TO DO: Among the records below, find the line that has "let op = *op;"; from there, give the lines again exactly, and stop after the line that has "RedirectOp::Out => cmd.output".

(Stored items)
※ ※ ※

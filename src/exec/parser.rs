use crate::exec::ast::{Command, Operator, Redirect, SimpleCommand, Word, WordPart};
use anyhow::{bail, Context, Result};
use regex::Regex;
use std::iter::Peekable;
use std::str::Chars;

const VAR_PATTERN: &str = r"\$(?:\{([A-Za-z_][A-Za-z0-9_]*)\}|([A-Za-z_][A-Za-z0-9_]*))";

#[derive(Debug, Clone, Copy, PartialEq)]
enum RedirectOp {
    In,         // <
    Out,        // >
    Append,     // >>
    Err,        // 2>
    ErrAppend,  // 2>>
    Both,       // &>
    BothAppend, // &>>
}

#[derive(Debug, Clone, PartialEq)]
enum Token {
    Word(Word),
    Op(Operator),
    Redirect(RedirectOp),
}

fn op_symbol(op: Operator) -> &'static str {
    match op {
        Operator::Sequential => ";",
        Operator::Parallel => "&",
        Operator::Pipe => "|",
        Operator::CondOnZero => "&&",
        Operator::CondOnNonZero => "||",
        Operator::None => "",
    }
}

/// Parse one command line into a tree. Blank lines and comments yield `None`.
pub fn parse_command_line(line: &str) -> Result<Option<Command>> {
    let tokens = tokenize(line)?;
    TreeBuilder { tokens, pos: 0 }.build()
}

// Tokenizer

struct Lexer<'a> {
    chars: Peekable<Chars<'a>>,
    var_re: Regex,
    tokens: Vec<Token>,
    current: Word,
    segment: String, // unquoted or double-quoted text, still to be split on $NAME
    token_started: bool,
}

fn tokenize(line: &str) -> Result<Vec<Token>> {
    let var_re = Regex::new(VAR_PATTERN).context("Invalid variable pattern")?;
    let mut lexer = Lexer {
        chars: line.chars().peekable(),
        var_re,
        tokens: Vec::new(),
        current: Word::default(),
        segment: String::new(),
        token_started: false,
    };
    lexer.run()?;
    Ok(lexer.tokens)
}

impl Lexer<'_> {
    fn run(&mut self) -> Result<()> {
        while let Some(c) = self.chars.next() {
            match c {
                '\n' | ';' => self.push_op(Operator::Sequential),
                ' ' | '\t' | '\r' => self.finish_word(),
                '#' if !self.token_started => {
                    // Comment until end of line
                    while let Some(&nc) = self.chars.peek() {
                        if nc == '\n' {
                            break;
                        }
                        self.chars.next();
                    }
                }
                '&' => {
                    if self.next_is('&') {
                        self.push_op(Operator::CondOnZero);
                    } else if self.next_is('>') {
                        let op = if self.next_is('>') {
                            RedirectOp::BothAppend
                        } else {
                            RedirectOp::Both
                        };
                        self.push_redirect(op);
                    } else {
                        self.push_op(Operator::Parallel);
                    }
                }
                '|' => {
                    if self.next_is('|') {
                        self.push_op(Operator::CondOnNonZero);
                    } else {
                        self.push_op(Operator::Pipe);
                    }
                }
                '<' => self.push_redirect(RedirectOp::In),
                '>' => {
                    let op = if self.next_is('>') { RedirectOp::Append } else { RedirectOp::Out };
                    self.push_redirect(op);
                }
                '2' if !self.token_started && self.chars.peek() == Some(&'>') => {
                    self.chars.next();
                    let op = if self.next_is('>') {
                        RedirectOp::ErrAppend
                    } else {
                        RedirectOp::Err
                    };
                    self.push_redirect(op);
                }
                '\'' => {
                    self.token_started = true;
                    self.flush_segment();
                    let mut quoted = String::new();
                    loop {
                        match self.chars.next() {
                            Some('\'') => break,
                            Some(qc) => quoted.push(qc),
                            None => bail!("Unterminated single quote"),
                        }
                    }
                    self.current.push(WordPart::Literal(quoted));
                }
                '"' => {
                    // Quoted and unquoted text are split into parts separately
                    self.token_started = true;
                    self.flush_segment();
                    loop {
                        match self.chars.next() {
                            Some('"') => break,
                            Some('\\') if matches!(self.chars.peek(), Some('"' | '\\' | '$')) => {
                                let escaped = self.chars.next().unwrap_or('\\');
                                self.push_literal(escaped);
                            }
                            Some(qc) => self.segment.push(qc),
                            None => bail!("Unterminated double quote"),
                        }
                    }
                    self.flush_segment();
                }
                '\\' => {
                    // Trailing backslash is dropped
                    if let Some(escaped) = self.chars.next() {
                        self.token_started = true;
                        self.push_literal(escaped);
                    }
                }
                _ => {
                    self.segment.push(c);
                    self.token_started = true;
                }
            }
        }
        self.finish_word();
        Ok(())
    }

    fn next_is(&mut self, expected: char) -> bool {
        self.chars.next_if_eq(&expected).is_some()
    }

    fn push_literal(&mut self, c: char) {
        self.flush_segment();
        self.current.push(WordPart::Literal(c.to_string()));
    }

    fn push_op(&mut self, op: Operator) {
        self.finish_word();
        self.tokens.push(Token::Op(op));
    }

    fn push_redirect(&mut self, op: RedirectOp) {
        self.finish_word();
        self.tokens.push(Token::Redirect(op));
    }

    /// Split pending text into literal and $NAME parts.
    fn flush_segment(&mut self) {
        if self.segment.is_empty() {
            return;
        }
        let text = std::mem::take(&mut self.segment);
        let mut last = 0;
        for caps in self.var_re.captures_iter(&text) {
            let Some(whole) = caps.get(0) else { continue };
            if whole.start() > last {
                self.current.push(WordPart::Literal(text[last..whole.start()].to_string()));
            }
            if let Some(name) = caps.get(1).or_else(|| caps.get(2)) {
                self.current.push(WordPart::Variable(name.as_str().to_string()));
            }
            last = whole.end();
        }
        if last < text.len() {
            self.current.push(WordPart::Literal(text[last..].to_string()));
        }
    }

    fn finish_word(&mut self) {
        self.flush_segment();
        if self.token_started {
            let mut word = std::mem::take(&mut self.current);
            if word.is_empty() {
                // "" is an explicit empty argument
                word.push(WordPart::Literal(String::new()));
            }
            self.tokens.push(Token::Word(word));
            self.token_started = false;
        }
    }
}

// Tree construction, loosest binding first: ; then & then && || then |

struct TreeBuilder {
    tokens: Vec<Token>,
    pos: usize,
}

impl TreeBuilder {
    fn peek(&self) -> Option<&Token> {
        self.tokens.get(self.pos)
    }

    fn peek_op(&self) -> Option<Operator> {
        match self.peek() {
            Some(Token::Op(op)) => Some(*op),
            _ => None,
        }
    }

    fn consume(&mut self) -> Option<Token> {
        let token = self.tokens.get(self.pos).cloned();
        if token.is_some() {
            self.pos += 1;
        }
        token
    }

    fn build(mut self) -> Result<Option<Command>> {
        let mut root: Option<Command> = None;
        loop {
            // Empty statements
            while self.peek_op() == Some(Operator::Sequential) {
                self.consume();
            }
            if self.peek().is_none() {
                break;
            }
            let next = self.parse_parallel()?;
            root = Some(match root {
                Some(prev) => Command::binary(Operator::Sequential, prev, next),
                None => next,
            });
            match self.peek() {
                None | Some(Token::Op(Operator::Sequential)) => {}
                Some(token) => bail!("Unexpected token {:?}", token),
            }
        }
        Ok(root)
    }

    fn parse_parallel(&mut self) -> Result<Command> {
        let mut left = self.parse_conditional()?;
        while self.peek_op() == Some(Operator::Parallel) {
            self.consume();
            // A trailing & just ends the statement
            if matches!(self.peek(), None | Some(Token::Op(Operator::Sequential))) {
                break;
            }
            let right = self.parse_conditional()?;
            left = Command::binary(Operator::Parallel, left, right);
        }
        Ok(left)
    }

    fn parse_conditional(&mut self) -> Result<Command> {
        let mut left = self.parse_pipeline()?;
        while let Some(op @ (Operator::CondOnZero | Operator::CondOnNonZero)) = self.peek_op() {
            self.consume();
            let right = self.parse_pipeline()?;
            left = Command::binary(op, left, right);
        }
        Ok(left)
    }

    fn parse_pipeline(&mut self) -> Result<Command> {
        let mut left = self.parse_simple()?;
        while self.peek_op() == Some(Operator::Pipe) {
            self.consume();
            let right = self.parse_simple()?;
            left = Command::binary(Operator::Pipe, left, right);
        }
        Ok(left)
    }

    fn parse_simple(&mut self) -> Result<Command> {
        let mut cmd = SimpleCommand::default();
        let mut has_redirect = false;

        while let Some(token) = self.peek() {
            match token {
                Token::Op(_) => break,
                Token::Word(_) => {
                    let Some(Token::Word(word)) = self.consume() else { break };
                    if cmd.verb.is_none() {
                        cmd.verb = Some(word);
                    } else {
                        cmd.params.push(word);
                    }
                }
                Token::Redirect(op) => {
                    let op = *op;
                    self.consume();
                    let target = match self.consume() {
                        Some(Token::Word(word)) => word,
                        _ => bail!("Missing redirection target"),
                    };
                    apply_redirect(&mut cmd, op, target);
                    has_redirect = true;
                }
            }
        }

        if cmd.verb.is_none() {
            match self.peek_op() {
                _ if has_redirect => bail!("Missing command before redirection"),
                Some(op) => bail!("Unexpected operator '{}'", op_symbol(op)),
                None => bail!("Expected a command"),
            }
        }
        Ok(Command::Simple(cmd))
    }
}

fn apply_redirect(cmd: &mut SimpleCommand, op: RedirectOp, target: Word) {
    match op {
        RedirectOp::In => cmd.input = Some(Redirect::truncate(target)),
        RedirectOp::Out => cmd.output = Some(Redirect::truncate(target)),
        RedirectOp::Append => cmd.output = Some(Redirect::append(target)),
        RedirectOp::Err => cmd.error = Some(Redirect::truncate(target)),
        RedirectOp::ErrAppend => cmd.error = Some(Redirect::append(target)),
        RedirectOp::Both => {
            cmd.output = Some(Redirect::truncate(target.clone()));
            cmd.error = Some(Redirect::truncate(target));
        }
        RedirectOp::BothAppend => {
            cmd.output = Some(Redirect::append(target.clone()));
            cmd.error = Some(Redirect::append(target));
        }
    }
}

※ ※ ※

ANSWER:
                    let op = *op;
                    self.consume();
                    let target = match self.consume() {
                        Some(Token::Word(word)) => word,
                        _ => bail!("Missing redirection target"),
                    };
                    apply_redirect(&mut cmd, op, target);
                    has_redirect = true;
                }
            }
        }

        if cmd.verb.is_none() {
            match self.peek_op() {
                _ if has_redirect => bail!("Missing command before redirection"),
                Some(op) => bail!("Unexpected operator '{}'", op_symbol(op)),
                None => bail!("Expected a command"),
            }
        }
        Ok(Command::Simple(cmd))
    }
}

fn apply_redirect(cmd: &mut SimpleCommand, op: RedirectOp, target: Word) {
    match op {
        RedirectOp::In => cmd.input = Some(Redirect::truncate(target)),
        RedirectOp::Out => cmd.output = Some(Redirect::truncate(target)),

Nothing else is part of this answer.